## What this task involves
Your answer should be one number: how many lines of the data include the string "Counted"?
# # #
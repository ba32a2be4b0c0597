//! Catalog item model and its borrow/return lifecycle

use serde::{Deserialize, Serialize};

use super::enums::MaterialType;
use crate::error::{AppError, AppResult};

/// Catalog item (one physical copy)
#[derive(Debug, Clone, PartialEq, Eq, Serialize, Deserialize)]
pub struct Item {
    pub id: i32,
    pub title: String,
    pub material_type: MaterialType,
    #[serde(default = "default_available")]
    pub available: bool,
}

fn default_available() -> bool {
    true
}

impl Item {
    pub fn new(id: i32, title: impl Into<String>, material_type: MaterialType) -> Self {
        Self {
            id,
            title: title.into(),
            material_type,
            available: true,
        }
    }

    /// Take the item off the shelf for a loan
    pub fn mark_borrowed(&mut self) -> AppResult<()> {
        if !self.available {
            return Err(AppError::BusinessRule(format!(
                "item {} ('{}') is already borrowed",
                self.id, self.title
            )));
        }
        self.available = false;
        Ok(())
    }

    /// Put the item back on the shelf
    pub fn mark_returned(&mut self) -> AppResult<()> {
        if self.available {
            return Err(AppError::BusinessRule(format!(
                "item {} ('{}') is not on loan",
                self.id, self.title
            )));
        }
        self.available = true;
        Ok(())
    }
}

#[cfg(test)]
mod tests {
    use super::*;

    #[test]
    fn test_lifecycle() {
        let mut item = Item::new(7, "Dune", MaterialType::Book);
        assert!(item.available);

        item.mark_borrowed().unwrap();
        assert!(!item.available);
        assert!(matches!(item.mark_borrowed(), Err(AppError::BusinessRule(_))));

        item.mark_returned().unwrap();
        assert!(item.available);
        assert!(matches!(item.mark_returned(), Err(AppError::BusinessRule(_))));
    }

    #[test]
    fn test_available_defaults_to_true() {
        let item: Item =
            serde_json::from_str(r#"{"id": 1, "title": "Kind of Blue", "material_type": "CD"}"#)
                .unwrap();
        assert!(item.available);
        assert_eq!(item.material_type, MaterialType::Cd);
    }
}
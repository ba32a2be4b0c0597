//! Usage statistics over a snapshot of borrow records

use chrono::NaiveDate;
use indexmap::IndexMap;

use crate::{
    error::AppResult,
    models::{BorrowRecord, User},
    repository::borrow_records::BorrowRecordsRepository,
};

/// Read-only activity statistics. The records are copied at construction;
/// later changes to the caller's list are not seen.
#[derive(Clone, Debug)]
pub struct ActivityReportService {
    records: Vec<BorrowRecord>,
}

impl ActivityReportService {
    pub fn new(records: &[BorrowRecord]) -> Self {
        Self {
            records: records.to_vec(),
        }
    }

    /// Build from the stored history, failing if it cannot be loaded
    pub fn from_source(source: &BorrowRecordsRepository) -> AppResult<Self> {
        Ok(Self {
            records: source.load_all()?,
        })
    }

    pub fn len(&self) -> usize {
        self.records.len()
    }

    pub fn is_empty(&self) -> bool {
        self.records.is_empty()
    }

    /// Number of loans per user, in order of first appearance. Ties are not broken.
    pub fn top_borrowers(&self) -> IndexMap<User, usize> {
        let mut counts: IndexMap<User, usize> = IndexMap::new();
        for record in &self.records {
            *counts.entry(record.user().clone()).or_insert(0) += 1;
        }
        tracing::debug!("Counted loans for {} borrowers", counts.len());
        counts
    }

    /// Borrowers sorted by loan count, highest first; equal counts keep first-appearance order
    pub fn ranked_borrowers(&self) -> Vec<(User, usize)> {
        let mut ranked: Vec<(User, usize)> = self.top_borrowers().into_iter().collect();
        ranked.sort_by(|a, b| b.1.cmp(&a.1));
        ranked
    }

    /// Number of loans per item label (`title (TYPE)`)
    pub fn most_borrowed_items(&self) -> IndexMap<String, usize> {
        let mut counts: IndexMap<String, usize> = IndexMap::new();
        for record in &self.records {
            *counts.entry(record.item_label()).or_insert(0) += 1;
        }
        tracing::debug!("Counted loans for {} distinct items", counts.len());
        counts
    }

    /// Records of `user` that are overdue at `as_of`, in snapshot order
    pub fn overdue_items_for_user(&self, user: &User, as_of: NaiveDate) -> Vec<BorrowRecord> {
        self.records
            .iter()
            .filter(|r| r.belongs_to(user) && r.is_overdue(as_of))
            .cloned()
            .collect()
    }
}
# # #
## Answer space
2